LUSA 08/05/2025

Lusa - Business News - Portugal: Housing should be national priority, emergency plan needed - experts

Lisbon, Aug. 4, 2025 (Lusa) - Housing should be treated as a national priority in Portugal and the current crisis requires an emergency plan, according to two experts interviewed by Lusa, warning that otherwise the proliferation of precarious buildings will continue.

"Housing should be treated as a national priority and it is not," says sociologist Sandra Marques Pereira, a researcher at DINÂMIA'CET-Iscte, the centre for socio-economic and territorial studies at the University Institute of Lisbon.

"This does not mean that no effort is being made, but housing policy does not yet have the central role it should have given the seriousness of the situation," she said, noting that the fact that it no longer has an autonomous ministry is "an important indicator of weakening, which began with the previous government and is being repeated by the current one."

Given this, the expert does not believe "that the situation will improve" and predicts that the construction of precarious housing will continue.

“There is an urgent need for a national emergency housing plan,” argues Isabel Santana, who retired seven months ago after 40 years working for Lisbon city council, half of which she spent heading the municipal housing management division.

“This escalation in the proliferation of shacks and precarious constructions will not stop. If nothing different is done, we will have the ‘clandestinos’ we had in 1980/90,” she predicts, advocating “large-scale construction” and “coordination between central government and local authorities”.

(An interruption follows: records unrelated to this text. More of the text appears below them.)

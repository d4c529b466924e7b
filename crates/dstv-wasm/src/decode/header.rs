//! `ST` block decoder: order data and the nominal profile description.
//!
//! The header is positional. Each non-comment line is one field:
//!
//! ```text
//! ST
//! ** order, drawing, phase, piece
//!   4711
//!   Z-100
//!   1
//!   P12
//!   S235JR
//!   2
//!   HEA200
//!   I
//!   2259.98
//!   190.00
//!   200.00
//!   ...
//! ```

use serde::Serialize;

use crate::geometry::{ProfileContext, DEFAULT_PROFILE_HEIGHT, DEFAULT_PROFILE_WIDTH};
use crate::lexer::numeral::parse_numeral;
use crate::lexer::{Token, TokenKind};

/// Free-text lines that may follow the fixed fields.
pub const MAX_TEXT_LINES: usize = 4;

/// The decoded `ST` block. Fields missing from the file stay `None`.
#[derive(Debug, Clone, Default, PartialEq, Serialize)]
pub struct ProfileHeader {
    /// Order identification.
    pub order: Option<String>,
    /// Drawing number.
    pub drawing: Option<String>,
    /// Phase number.
    pub phase: Option<String>,
    /// Piece identification.
    pub piece: Option<String>,
    /// Steel grade.
    pub steel_grade: Option<String>,
    /// Number of identical pieces.
    pub quantity: Option<u32>,
    /// Profile designation, e.g. `HEA200`.
    pub profile: Option<String>,
    /// Profile type code (`I`, `U`, `L`, `B`, `RU`, `RO`, `M`, `C`, `T`, `SO`).
    pub profile_code: Option<String>,
    /// Sawing length.
    pub length: Option<f64>,
    /// Profile height.
    pub height: Option<f64>,
    /// Flange width.
    pub flange_width: Option<f64>,
    /// Flange thickness.
    pub flange_thickness: Option<f64>,
    /// Web thickness.
    pub web_thickness: Option<f64>,
    /// Root radius.
    pub radius: Option<f64>,
    /// Weight per meter.
    pub weight_per_meter: Option<f64>,
    /// Paint surface per meter.
    pub paint_surface_per_meter: Option<f64>,
    /// Web start cut angle.
    pub web_start_cut: Option<f64>,
    /// Web end cut angle.
    pub web_end_cut: Option<f64>,
    /// Flange start cut angle.
    pub flange_start_cut: Option<f64>,
    /// Flange end cut angle.
    pub flange_end_cut: Option<f64>,
    /// Trailing free-text lines.
    #[serde(skip_serializing_if = "Vec::is_empty")]
    pub texts: Vec<String>,
}

impl ProfileHeader {
    /// Profile dimensions described by the header.
    ///
    /// `None` unless the length is positive. A missing width or height falls
    /// back to the default dimension.
    pub fn profile_context(&self) -> Option<ProfileContext> {
        let length = self.length.filter(|l| l.is_finite() && *l > 0.0)?;
        let positive = |value: Option<f64>| value.filter(|v| v.is_finite() && *v > 0.0);
        Some(ProfileContext {
            length,
            width: positive(self.flange_width).unwrap_or(DEFAULT_PROFILE_WIDTH),
            height: positive(self.height).unwrap_or(DEFAULT_PROFILE_HEIGHT),
        })
    }
}

/// Decodes the fields of an `ST` block.
pub fn decode(tokens: &[Token]) -> ProfileHeader {
    let lines = field_lines(tokens);
    let line_count = lines.len();
    let mut fields = lines.into_iter();
    let mut text = || fields.next();

    let mut header = ProfileHeader {
        order: text(),
        drawing: text(),
        phase: text(),
        piece: text(),
        steel_grade: text(),
        ..ProfileHeader::default()
    };
    header.quantity = text().as_deref().and_then(parse_count);
    header.profile = text();
    header.profile_code = text();

    let dimensions = [
        &mut header.length,
        &mut header.height,
        &mut header.flange_width,
        &mut header.flange_thickness,
        &mut header.web_thickness,
        &mut header.radius,
        &mut header.weight_per_meter,
        &mut header.paint_surface_per_meter,
        &mut header.web_start_cut,
        &mut header.web_end_cut,
        &mut header.flange_start_cut,
        &mut header.flange_end_cut,
    ];
    for slot in dimensions {
        *slot = text().as_deref().and_then(parse_decimal);
    }

    header.texts = fields.by_ref().take(MAX_TEXT_LINES).collect();
    let ignored = fields.count();
    if ignored > 0 {
        tracing::debug!(lines = line_count, ignored, "extra header lines ignored");
    }

    header
}

/// Joins the payload tokens of each source line into one field string.
fn field_lines(tokens: &[Token]) -> Vec<String> {
    let mut lines: Vec<(usize, String)> = Vec::new();
    for token in tokens.iter().filter(|t| !t.is_structural()) {
        let word = match &token.kind {
            TokenKind::QuotedText(text) => text.as_str(),
            _ => token.raw.as_str(),
        };
        match lines.last_mut() {
            Some((line, field)) if *line == token.line => {
                field.push(' ');
                field.push_str(word);
            }
            _ => lines.push((token.line, word.to_string())),
        }
    }
    lines.into_iter().map(|(_, field)| field).collect()
}

/// Parses a header number, accepting `,` as the decimal separator.
pub fn parse_decimal(text: &str) -> Option<f64> {
    parse_numeral(&text.trim().replace(',', "."))
}

/// Parses a piece count written either as an integer or as `2.00`.
fn parse_count(text: &str) -> Option<u32> {
    let text = text.trim();
    text.parse::<u32>().ok().or_else(|| {
        let (int, frac) = text.split_once(['.', ','])?;
        frac.chars().all(|ch| ch == '0').then_some(int)?.parse::<u32>().ok()
    })
}
//! `IK` block decoder: openings cut inside a face.

use super::contour;
use crate::geometry::{
    classify, close_loop, BoundingBox, ContourShape, CutRegion, Point, THROUGH_DEPTH,
};
use crate::lexer::Token;

/// Depth of an internal cut when nothing else applies.
pub const DEFAULT_INTERNAL_DEPTH: f64 = 10.0;
/// Depth of circular and oval openings.
pub const ROUND_OPENING_DEPTH: f64 = 15.0;
/// Bounding-box area above which an opening is treated as a through-cut
/// (roughly a 100 × 100 region). Calibrated against sample files.
pub const THROUGH_AREA_THRESHOLD: f64 = 10_000.0;

/// Decodes the internal contour of an `IK` block into one cut region.
///
/// Contours with fewer than three points yield nothing. The shape is
/// classified on the points as written; the emitted contour is then closed
/// by repeating the first point.
pub fn decode(tokens: &[Token]) -> Vec<CutRegion> {
    let points = contour::collect(tokens);
    if points.vertices.len() < 3 {
        if !points.vertices.is_empty() {
            tracing::debug!(
                points = points.vertices.len(),
                "internal contour too short, skipped"
            );
        }
        return Vec::new();
    }

    let explicit_depth = points
        .vertices
        .iter()
        .filter_map(|v| v.extra)
        .filter(|depth| *depth > 0.0)
        .reduce(f64::max);

    let read = points.points();
    let shape = classify(&read);
    let contour = close_loop(read);
    let depth = explicit_depth.unwrap_or_else(|| heuristic_depth(shape, &contour));

    tracing::debug!(?shape, depth, points = contour.len(), "internal contour decoded");

    vec![CutRegion {
        face: points.face,
        contour,
        depth,
        is_transverse: (depth - THROUGH_DEPTH).abs() < f64::EPSILON,
        is_internal: true,
        shape: Some(shape),
    }]
}

/// Depth implied by the opening's shape and size.
///
/// Round openings take precedence over the through-cut area rule.
pub fn heuristic_depth(shape: ContourShape, contour: &[Point]) -> f64 {
    match shape {
        ContourShape::Circular | ContourShape::Oval => ROUND_OPENING_DEPTH,
        ContourShape::Rectangular | ContourShape::Irregular => {
            if BoundingBox::from_points(contour).area() > THROUGH_AREA_THRESHOLD {
                THROUGH_DEPTH
            } else {
                DEFAULT_INTERNAL_DEPTH
            }
        }
    }
}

Co-author of the Lisbon Local Housing Strategy, Isabel Santana believes that “local authorities are doing their job”, but the measures they adopt “end up being quick fixes, because the volume and scale of the needs are so great”.

With a degree in social work, she followed the operations of the Special Rehousing Programme (PER), which in 1993 removed residents from slums in the metropolitan areas of Lisbon and Porto, recalling that at the time there was “political awareness of the precarious housing situation”, closely linked to the fight against poverty.

“Today, precarious conditions are much more widespread,” she compares.

“We are not just talking about people in need and with low resources. Among those evicted at the moment, there are not only families living in shacks and precarious constructions, we are talking about elderly people who suffer real estate bullying because of short-term rental accommodation, we are talking about young graduates with master's and doctoral degrees who have no access to housing in Lisbon without help from their parents," she explains.

“There has to be a permanent programme,” argues Sandra Marques Pereira, who has been working on public housing policies.

“The Special Rehousing Programme (PER) was a closed programme, limited to metropolitan areas,” she recalls, arguing that the response to the housing crisis “must be a continuous policy”.

Isabel Santana points out that “some of the mistakes made in the PER cannot be repeated”, namely “mass construction, poor quality building, and the lack of public participation in the process, particularly in the case of rehousing”.

For the technician, “some parts of the city have improved, but there have been situations of great socio-spatial segregation”.

Isabel Santana has no doubts about situations such as the recent demolitions in the Talude Militar neighbourhood in Loures: “Where are these people going to stay? People are out in the open, people are making fires and that is unacceptable, these conditions are disgraceful”.

For her part, Sandra Marques Pereira recalls that “shacks have always been the most visible aspect of precarious housing”, but there are many other signs of crisis, such as “overcrowding and beds rented at exorbitant prices”, in the face of which “the government remains completely silent”.